**What the task requires**
Could you report every line from the entries that includes the word "panic"?

(Collected data entries)
####

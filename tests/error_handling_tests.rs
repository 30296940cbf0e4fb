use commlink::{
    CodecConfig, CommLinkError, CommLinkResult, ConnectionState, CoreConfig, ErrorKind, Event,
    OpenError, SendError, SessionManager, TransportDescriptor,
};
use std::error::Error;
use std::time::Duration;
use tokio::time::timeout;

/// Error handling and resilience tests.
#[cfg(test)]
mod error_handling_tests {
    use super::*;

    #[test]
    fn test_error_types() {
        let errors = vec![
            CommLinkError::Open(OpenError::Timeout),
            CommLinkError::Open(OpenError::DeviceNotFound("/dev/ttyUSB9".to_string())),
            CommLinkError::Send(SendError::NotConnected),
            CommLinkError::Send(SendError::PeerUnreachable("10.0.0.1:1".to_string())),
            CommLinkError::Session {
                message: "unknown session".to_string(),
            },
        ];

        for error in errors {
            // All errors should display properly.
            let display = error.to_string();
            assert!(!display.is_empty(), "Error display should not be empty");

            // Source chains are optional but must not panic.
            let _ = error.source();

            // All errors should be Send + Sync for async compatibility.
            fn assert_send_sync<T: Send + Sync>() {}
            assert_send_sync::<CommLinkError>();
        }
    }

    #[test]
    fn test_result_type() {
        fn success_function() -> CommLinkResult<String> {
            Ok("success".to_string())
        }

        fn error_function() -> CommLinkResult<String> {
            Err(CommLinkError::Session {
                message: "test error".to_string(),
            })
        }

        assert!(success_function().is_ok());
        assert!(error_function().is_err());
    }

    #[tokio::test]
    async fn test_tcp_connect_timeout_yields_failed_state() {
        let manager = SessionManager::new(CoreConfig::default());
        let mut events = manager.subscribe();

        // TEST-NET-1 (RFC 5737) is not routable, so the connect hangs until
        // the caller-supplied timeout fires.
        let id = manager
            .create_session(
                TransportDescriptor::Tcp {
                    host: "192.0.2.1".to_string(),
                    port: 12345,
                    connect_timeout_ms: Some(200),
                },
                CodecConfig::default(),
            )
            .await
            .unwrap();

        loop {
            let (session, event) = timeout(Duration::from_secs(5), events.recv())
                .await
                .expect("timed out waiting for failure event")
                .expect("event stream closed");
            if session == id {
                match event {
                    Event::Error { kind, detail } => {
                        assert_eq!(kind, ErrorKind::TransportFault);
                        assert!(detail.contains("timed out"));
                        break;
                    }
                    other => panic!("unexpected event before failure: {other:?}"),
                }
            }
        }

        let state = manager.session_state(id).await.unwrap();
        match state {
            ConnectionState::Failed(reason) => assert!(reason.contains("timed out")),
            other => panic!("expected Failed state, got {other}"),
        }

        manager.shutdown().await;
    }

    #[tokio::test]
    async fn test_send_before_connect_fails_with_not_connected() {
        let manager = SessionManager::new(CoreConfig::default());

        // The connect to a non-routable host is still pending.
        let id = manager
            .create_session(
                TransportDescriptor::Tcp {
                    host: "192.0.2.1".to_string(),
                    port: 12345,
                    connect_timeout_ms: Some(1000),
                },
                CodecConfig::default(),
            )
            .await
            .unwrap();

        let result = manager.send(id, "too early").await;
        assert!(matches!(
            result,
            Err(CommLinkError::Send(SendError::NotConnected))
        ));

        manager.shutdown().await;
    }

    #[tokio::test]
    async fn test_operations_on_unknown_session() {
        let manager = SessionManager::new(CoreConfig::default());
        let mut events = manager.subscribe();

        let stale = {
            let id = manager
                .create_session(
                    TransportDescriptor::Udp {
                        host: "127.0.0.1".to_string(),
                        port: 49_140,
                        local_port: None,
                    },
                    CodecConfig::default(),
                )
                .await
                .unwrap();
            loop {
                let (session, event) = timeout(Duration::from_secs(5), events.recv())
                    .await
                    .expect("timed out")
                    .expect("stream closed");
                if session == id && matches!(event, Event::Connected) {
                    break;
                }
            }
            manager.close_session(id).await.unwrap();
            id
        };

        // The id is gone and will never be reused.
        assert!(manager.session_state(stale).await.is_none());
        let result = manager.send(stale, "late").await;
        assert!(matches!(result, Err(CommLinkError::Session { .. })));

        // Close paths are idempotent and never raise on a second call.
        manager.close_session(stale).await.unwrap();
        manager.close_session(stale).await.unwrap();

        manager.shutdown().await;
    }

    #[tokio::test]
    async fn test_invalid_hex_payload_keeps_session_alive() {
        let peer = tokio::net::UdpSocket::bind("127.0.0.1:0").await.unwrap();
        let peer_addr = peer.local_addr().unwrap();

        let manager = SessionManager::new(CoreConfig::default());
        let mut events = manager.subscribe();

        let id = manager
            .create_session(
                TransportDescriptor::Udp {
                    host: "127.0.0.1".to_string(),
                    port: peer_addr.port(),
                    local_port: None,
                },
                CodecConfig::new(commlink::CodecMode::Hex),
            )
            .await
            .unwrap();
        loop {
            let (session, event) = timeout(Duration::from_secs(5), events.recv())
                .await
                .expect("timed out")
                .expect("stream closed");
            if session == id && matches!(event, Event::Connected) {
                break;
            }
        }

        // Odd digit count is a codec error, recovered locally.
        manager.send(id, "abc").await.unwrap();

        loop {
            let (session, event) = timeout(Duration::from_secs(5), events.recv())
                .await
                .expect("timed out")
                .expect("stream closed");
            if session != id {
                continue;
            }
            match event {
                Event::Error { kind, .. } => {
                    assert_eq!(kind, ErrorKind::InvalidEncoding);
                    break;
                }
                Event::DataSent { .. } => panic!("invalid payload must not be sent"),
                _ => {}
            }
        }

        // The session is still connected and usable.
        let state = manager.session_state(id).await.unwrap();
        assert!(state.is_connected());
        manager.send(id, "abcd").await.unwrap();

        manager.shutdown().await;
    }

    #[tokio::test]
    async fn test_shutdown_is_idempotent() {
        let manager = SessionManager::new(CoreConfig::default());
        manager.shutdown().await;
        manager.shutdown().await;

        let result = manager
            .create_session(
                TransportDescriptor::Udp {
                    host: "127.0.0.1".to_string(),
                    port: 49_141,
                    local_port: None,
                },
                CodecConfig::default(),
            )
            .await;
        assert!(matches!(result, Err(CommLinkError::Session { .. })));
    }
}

####

**Exercise answer**
            // Source chains are optional but must not panic.
                    other => panic!("unexpected event before failure: {other:?}"),
            other => panic!("expected Failed state, got {other}"),
                Event::DataSent { .. } => panic!("invalid payload must not be sent"),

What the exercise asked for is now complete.